── The input
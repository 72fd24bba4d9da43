//! In-memory keyed-record backend.
//!
//! Sessions live in a single map keyed by `session_id` behind one async
//! `RwLock`; every mutation takes the write lock for its whole
//! read-then-write step, which makes `create_session` the atomic
//! create-or-touch the collector relies on under concurrent page_view
//! sends.

use std::collections::HashMap;

use async_trait::async_trait;
use chrono::{DateTime, Utc};
use tokio::sync::RwLock;

use pagetrace_core::session::{Session, SessionExit};

use crate::{SessionStore, Website, WebsiteStore};

#[derive(Default)]
pub struct MemoryStore {
    sessions: RwLock<HashMap<String, Session>>,
    websites: RwLock<Vec<Website>>,
}

impl MemoryStore {
    pub fn new() -> Self {
        Self::default()
    }
}

#[async_trait]
impl SessionStore for MemoryStore {
    async fn find_session(&self, session_id: &str) -> anyhow::Result<Option<Session>> {
        let sessions = self.sessions.read().await;
        Ok(sessions.get(session_id).cloned())
    }

    async fn create_session(&self, session: Session) -> anyhow::Result<bool> {
        let mut sessions = self.sessions.write().await;
        match sessions.entry(session.session_id.clone()) {
            std::collections::hash_map::Entry::Occupied(mut existing) => {
                let row = existing.get_mut();
                // Duplicate page_view: entry fields are immutable, only the
                // heartbeat moves (and never backwards).
                row.last_heartbeat_at = row.last_heartbeat_at.max(session.last_heartbeat_at);
                Ok(false)
            }
            std::collections::hash_map::Entry::Vacant(slot) => {
                slot.insert(session);
                Ok(true)
            }
        }
    }

    async fn touch_heartbeat(&self, session_id: &str, at: DateTime<Utc>) -> anyhow::Result<bool> {
        let mut sessions = self.sessions.write().await;
        match sessions.get_mut(session_id) {
            Some(row) => {
                row.last_heartbeat_at = row.last_heartbeat_at.max(at);
                Ok(true)
            }
            None => Ok(false),
        }
    }

    async fn record_exit(&self, session_id: &str, exit: SessionExit) -> anyhow::Result<bool> {
        let mut sessions = self.sessions.write().await;
        match sessions.get_mut(session_id) {
            Some(row) => {
                row.exit_page = exit.exit_page.or(row.exit_page.take());
                row.exit_time = Some(exit.exit_time);
                if let Some(active_ms) = exit.active_time_ms {
                    // Non-decreasing once set; a replayed exit beacon with a
                    // smaller value is ignored.
                    row.active_time_ms = Some(row.active_time_ms.unwrap_or(0).max(active_ms));
                }
                Ok(true)
            }
            None => Ok(false),
        }
    }

    async fn sessions_in_window(
        &self,
        website_id: &str,
        from: DateTime<Utc>,
        to: DateTime<Utc>,
    ) -> anyhow::Result<Vec<Session>> {
        let sessions = self.sessions.read().await;
        Ok(sessions
            .values()
            .filter(|s| s.website_id == website_id && s.entry_time >= from && s.entry_time <= to)
            .cloned()
            .collect())
    }

    async fn sessions_active_since(
        &self,
        website_id: &str,
        since: DateTime<Utc>,
    ) -> anyhow::Result<Vec<Session>> {
        let sessions = self.sessions.read().await;
        Ok(sessions
            .values()
            .filter(|s| s.website_id == website_id && s.last_heartbeat_at >= since)
            .cloned()
            .collect())
    }
}

#[async_trait]
impl WebsiteStore for MemoryStore {
    async fn find_website(
        &self,
        domain: &str,
        site_id: &str,
    ) -> anyhow::Result<Option<Website>> {
        let websites = self.websites.read().await;
        Ok(websites
            .iter()
            .find(|w| w.domain == domain && w.site_id == site_id)
            .cloned())
    }

    async fn find_website_by_domain(&self, domain: &str) -> anyhow::Result<Option<Website>> {
        let websites = self.websites.read().await;
        Ok(websites.iter().find(|w| w.domain == domain).cloned())
    }

    async fn get_website(&self, id: &str) -> anyhow::Result<Option<Website>> {
        let websites = self.websites.read().await;
        Ok(websites.iter().find(|w| w.id == id).cloned())
    }

    async fn create_website(&self, website: Website) -> anyhow::Result<()> {
        let mut websites = self.websites.write().await;
        websites.push(website);
        Ok(())
    }

    async fn list_websites(&self) -> anyhow::Result<Vec<Website>> {
        let websites = self.websites.read().await;
        let mut list = websites.clone();
        list.sort_by(|a, b| b.created_at.cmp(&a.created_at));
        Ok(list)
    }

    async fn delete_website(&self, id: &str) -> anyhow::Result<bool> {
        let mut websites = self.websites.write().await;
        let before = websites.len();
        websites.retain(|w| w.id != id);
        Ok(websites.len() != before)
    }
}
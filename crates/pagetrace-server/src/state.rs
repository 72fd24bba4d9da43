use std::sync::Arc;

use pagetrace_core::config::Config;
use pagetrace_store::{MemoryStore, SessionStore, WebsiteStore};

/// Geography fields resolved from a client IP. All fields stay `None` when
/// the lookup fails for any reason — enrichment never fails a request.
#[derive(Debug, Clone, Default)]
pub struct GeoFields {
    pub country: Option<String>,
    pub country_code: Option<String>,
    pub region: Option<String>,
    pub city: Option<String>,
}

/// Shared application state injected into every Axum handler via
/// [`axum::extract::State`].
pub struct AppState {
    pub sessions: Arc<dyn SessionStore>,
    pub websites: Arc<dyn WebsiteStore>,
    pub config: Arc<Config>,
    /// GeoIP City database, opened once at startup. `None` when the file is
    /// absent or unreadable (warned about in main, never fatal).
    geoip: Option<maxminddb::Reader<Vec<u8>>>,
}

impl AppState {
    pub fn new(store: Arc<MemoryStore>, config: Config) -> Self {
        Self::with_stores(
            Arc::clone(&store) as Arc<dyn SessionStore>,
            store as Arc<dyn WebsiteStore>,
            config,
        )
    }

    /// Wire up independent session and website backends.
    pub fn with_stores(
        sessions: Arc<dyn SessionStore>,
        websites: Arc<dyn WebsiteStore>,
        config: Config,
    ) -> Self {
        let geoip = maxminddb::Reader::open_readfile(&config.geoip_path).ok();
        Self {
            sessions,
            websites,
            config: Arc::new(config),
            geoip,
        }
    }

    /// Best-effort GeoIP lookup. Unparseable IPs, a missing database, and
    /// records without the requested names all degrade to empty fields.
    pub fn lookup_geo(&self, ip: &str) -> GeoFields {
        use std::net::IpAddr;
        use std::str::FromStr;

        let Some(reader) = self.geoip.as_ref() else {
            return GeoFields::default();
        };
        let Ok(ip_addr) = IpAddr::from_str(ip) else {
            return GeoFields::default();
        };
        let Ok(result) = reader.lookup(ip_addr) else {
            return GeoFields::default();
        };
        let Ok(Some(record)) = result.decode::<maxminddb::geoip2::City>() else {
            return GeoFields::default();
        };

        GeoFields {
            country: record.country.names.english.map(|s| s.to_string()),
            country_code: record.country.iso_code.map(|s| s.to_string()),
            region: record
                .subdivisions
                .first()
                .and_then(|sub| sub.names.english)
                .map(|s| s.to_string()),
            city: record.city.names.english.map(|s| s.to_string()),
        }
    }
}

#[cfg(test)]
mod tests {
    use super::*;
    use pagetrace_core::config::AuthMode;

    fn config() -> Config {
        Config {
            port: 0,
            geoip_path: "/nonexistent/GeoLite2-City.mmdb".to_string(),
            auth_mode: AuthMode::None,
            public_url: "http://localhost:3000".to_string(),
            seed_domain: None,
        }
    }

    #[test]
    fn geo_lookup_degrades_without_database() {
        let state = AppState::new(Arc::new(MemoryStore::new()), config());
        let geo = state.lookup_geo("8.8.8.8");
        assert!(geo.country.is_none());
        assert!(geo.country_code.is_none());
        assert!(geo.region.is_none());
        assert!(geo.city.is_none());
    }

    #[test]
    fn geo_lookup_degrades_on_unparseable_ip() {
        let state = AppState::new(Arc::new(MemoryStore::new()), config());
        let geo = state.lookup_geo("not-an-ip");
        assert!(geo.country.is_none());
    }
}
────
All of the lines above must be returned exactly as they stand.

repository 72fd24bba4d9da43
//! In-memory keyed-record backend.
//!
//! Sessions live in a single map keyed by `session_id` behind one async
//! `RwLock`; every mutation takes the write lock for its whole
//! read-then-write step, which makes `create_session` the atomic
//! create-or-touch the collector relies on under concurrent page_view
//! sends.

use std::collections::HashMap;

use async_trait::async_trait;
use chrono::{DateTime, Utc};
use tokio::sync::RwLock;

use pagetrace_core::session::{Session, SessionExit};

use crate::{SessionStore, Website, WebsiteStore};

#[derive(Default)]
pub struct MemoryStore {
    sessions: RwLock<HashMap<String, Session>>,
    websites: RwLock<Vec<Website>>,
}

impl MemoryStore {
    pub fn new() -> Self {
        Self::default()
    }
}

#[async_trait]
impl SessionStore for MemoryStore {
    async fn find_session(&self, session_id: &str) -> anyhow::Result<Option<Session>> {
        let sessions = self.sessions.read().await;
        Ok(sessions.get(session_id).cloned())
    }

    async fn create_session(&self, session: Session) -> anyhow::Result<bool> {
        let mut sessions = self.sessions.write().await;
        match sessions.entry(session.session_id.clone()) {
            std::collections::hash_map::Entry::Occupied(mut existing) => {
                let row = existing.get_mut();
                // Duplicate page_view: entry fields are immutable, only the
                // heartbeat moves (and never backwards).
                row.last_heartbeat_at = row.last_heartbeat_at.max(session.last_heartbeat_at);
                Ok(false)
            }
            std::collections::hash_map::Entry::Vacant(slot) => {
                slot.insert(session);
                Ok(true)
            }
        }
    }

    async fn touch_heartbeat(&self, session_id: &str, at: DateTime<Utc>) -> anyhow::Result<bool> {
        let mut sessions = self.sessions.write().await;
        match sessions.get_mut(session_id) {
            Some(row) => {
                row.last_heartbeat_at = row.last_heartbeat_at.max(at);
                Ok(true)
            }
            None => Ok(false),
        }
    }

    async fn record_exit(&self, session_id: &str, exit: SessionExit) -> anyhow::Result<bool> {
        let mut sessions = self.sessions.write().await;
        match sessions.get_mut(session_id) {
            Some(row) => {
                row.exit_page = exit.exit_page.or(row.exit_page.take());
                row.exit_time = Some(exit.exit_time);
                if let Some(active_ms) = exit.active_time_ms {
                    // Non-decreasing once set; a replayed exit beacon with a
                    // smaller value is ignored.
                    row.active_time_ms = Some(row.active_time_ms.unwrap_or(0).max(active_ms));
                }
                Ok(true)
            }
            None => Ok(false),
        }
    }

    async fn sessions_in_window(
        &self,
        website_id: &str,
        from: DateTime<Utc>,
        to: DateTime<Utc>,
    ) -> anyhow::Result<Vec<Session>> {
        let sessions = self.sessions.read().await;
        Ok(sessions
            .values()
            .filter(|s| s.website_id == website_id && s.entry_time >= from && s.entry_time <= to)
            .cloned()
            .collect())
    }

    async fn sessions_active_since(
        &self,
        website_id: &str,
        since: DateTime<Utc>,
    ) -> anyhow::Result<Vec<Session>> {
        let sessions = self.sessions.read().await;
        Ok(sessions
            .values()
            .filter(|s| s.website_id == website_id && s.last_heartbeat_at >= since)
            .cloned()
            .collect())
    }
}

#[async_trait]
impl WebsiteStore for MemoryStore {
    async fn find_website(
        &self,
        domain: &str,
        site_id: &str,
    ) -> anyhow::Result<Option<Website>> {
        let websites = self.websites.read().await;
        Ok(websites
            .iter()
            .find(|w| w.domain == domain && w.site_id == site_id)
            .cloned())
    }

    async fn find_website_by_domain(&self, domain: &str) -> anyhow::Result<Option<Website>> {
        let websites = self.websites.read().await;
        Ok(websites.iter().find(|w| w.domain == domain).cloned())
    }

    async fn get_website(&self, id: &str) -> anyhow::Result<Option<Website>> {
        let websites = self.websites.read().await;
        Ok(websites.iter().find(|w| w.id == id).cloned())
    }

    async fn create_website(&self, website: Website) -> anyhow::Result<()> {
        let mut websites = self.websites.write().await;
        websites.push(website);
        Ok(())
    }

    async fn list_websites(&self) -> anyhow::Result<Vec<Website>> {
        let websites = self.websites.read().await;
        let mut list = websites.clone();
        list.sort_by(|a, b| b.created_at.cmp(&a.created_at));
        Ok(list)
    }

    async fn delete_website(&self, id: &str) -> anyhow::Result<bool> {
        let mut websites = self.websites.write().await;
        let before = websites.len();
        websites.retain(|w| w.id != id);
        Ok(websites.len() != before)
    }
}
filename crates/pagetrace-server/src/state.rs
repository 72fd24bba4d9da43
use std::sync::Arc;

use pagetrace_core::config::Config;
use pagetrace_store::{MemoryStore, SessionStore, WebsiteStore};

/// Geography fields resolved from a client IP. All fields stay `None` when
/// the lookup fails for any reason — enrichment never fails a request.
#[derive(Debug, Clone, Default)]
pub struct GeoFields {
    pub country: Option<String>,
    pub country_code: Option<String>,
    pub region: Option<String>,
    pub city: Option<String>,
}

/// Shared application state injected into every Axum handler via
/// [`axum::extract::State`].
pub struct AppState {
    pub sessions: Arc<dyn SessionStore>,
    pub websites: Arc<dyn WebsiteStore>,
    pub config: Arc<Config>,
    /// GeoIP City database, opened once at startup. `None` when the file is
    /// absent or unreadable (warned about in main, never fatal).
    geoip: Option<maxminddb::Reader<Vec<u8>>>,
}

impl AppState {
    pub fn new(store: Arc<MemoryStore>, config: Config) -> Self {
        Self::with_stores(
            Arc::clone(&store) as Arc<dyn SessionStore>,
            store as Arc<dyn WebsiteStore>,
            config,
        )
    }

    /// Wire up independent session and website backends.
    pub fn with_stores(
        sessions: Arc<dyn SessionStore>,
        websites: Arc<dyn WebsiteStore>,
        config: Config,
    ) -> Self {
        let geoip = maxminddb::Reader::open_readfile(&config.geoip_path).ok();
        Self {
            sessions,
            websites,
            config: Arc::new(config),
            geoip,
        }
    }

    /// Best-effort GeoIP lookup. Unparseable IPs, a missing database, and
    /// records without the requested names all degrade to empty fields.
    pub fn lookup_geo(&self, ip: &str) -> GeoFields {
        use std::net::IpAddr;
        use std::str::FromStr;

        let Some(reader) = self.geoip.as_ref() else {
            return GeoFields::default();
        };
        let Ok(ip_addr) = IpAddr::from_str(ip) else {
            return GeoFields::default();
        };
        let Ok(result) = reader.lookup(ip_addr) else {
            return GeoFields::default();
        };
        let Ok(Some(record)) = result.decode::<maxminddb::geoip2::City>() else {
            return GeoFields::default();
        };

        GeoFields {
            country: record.country.names.english.map(|s| s.to_string()),
            country_code: record.country.iso_code.map(|s| s.to_string()),
            region: record
                .subdivisions
                .first()
                .and_then(|sub| sub.names.english)
                .map(|s| s.to_string()),
            city: record.city.names.english.map(|s| s.to_string()),
        }
    }
}

#[cfg(test)]
mod tests {
    use super::*;
    use pagetrace_core::config::AuthMode;

    fn config() -> Config {
        Config {
            port: 0,
            geoip_path: "/nonexistent/GeoLite2-City.mmdb".to_string(),
            auth_mode: AuthMode::None,
            public_url: "http://localhost:3000".to_string(),
            seed_domain: None,
        }
    }

    #[test]
    fn geo_lookup_degrades_without_database() {
        let state = AppState::new(Arc::new(MemoryStore::new()), config());
        let geo = state.lookup_geo("8.8.8.8");
        assert!(geo.country.is_none());
        assert!(geo.country_code.is_none());
        assert!(geo.region.is_none());
        assert!(geo.city.is_none());
    }

    #[test]
    fn geo_lookup_degrades_on_unparseable_ip() {
        let state = AppState::new(Arc::new(MemoryStore::new()), config());
        let geo = state.lookup_geo("not-an-ip");
        assert!(geo.country.is_none());
    }
}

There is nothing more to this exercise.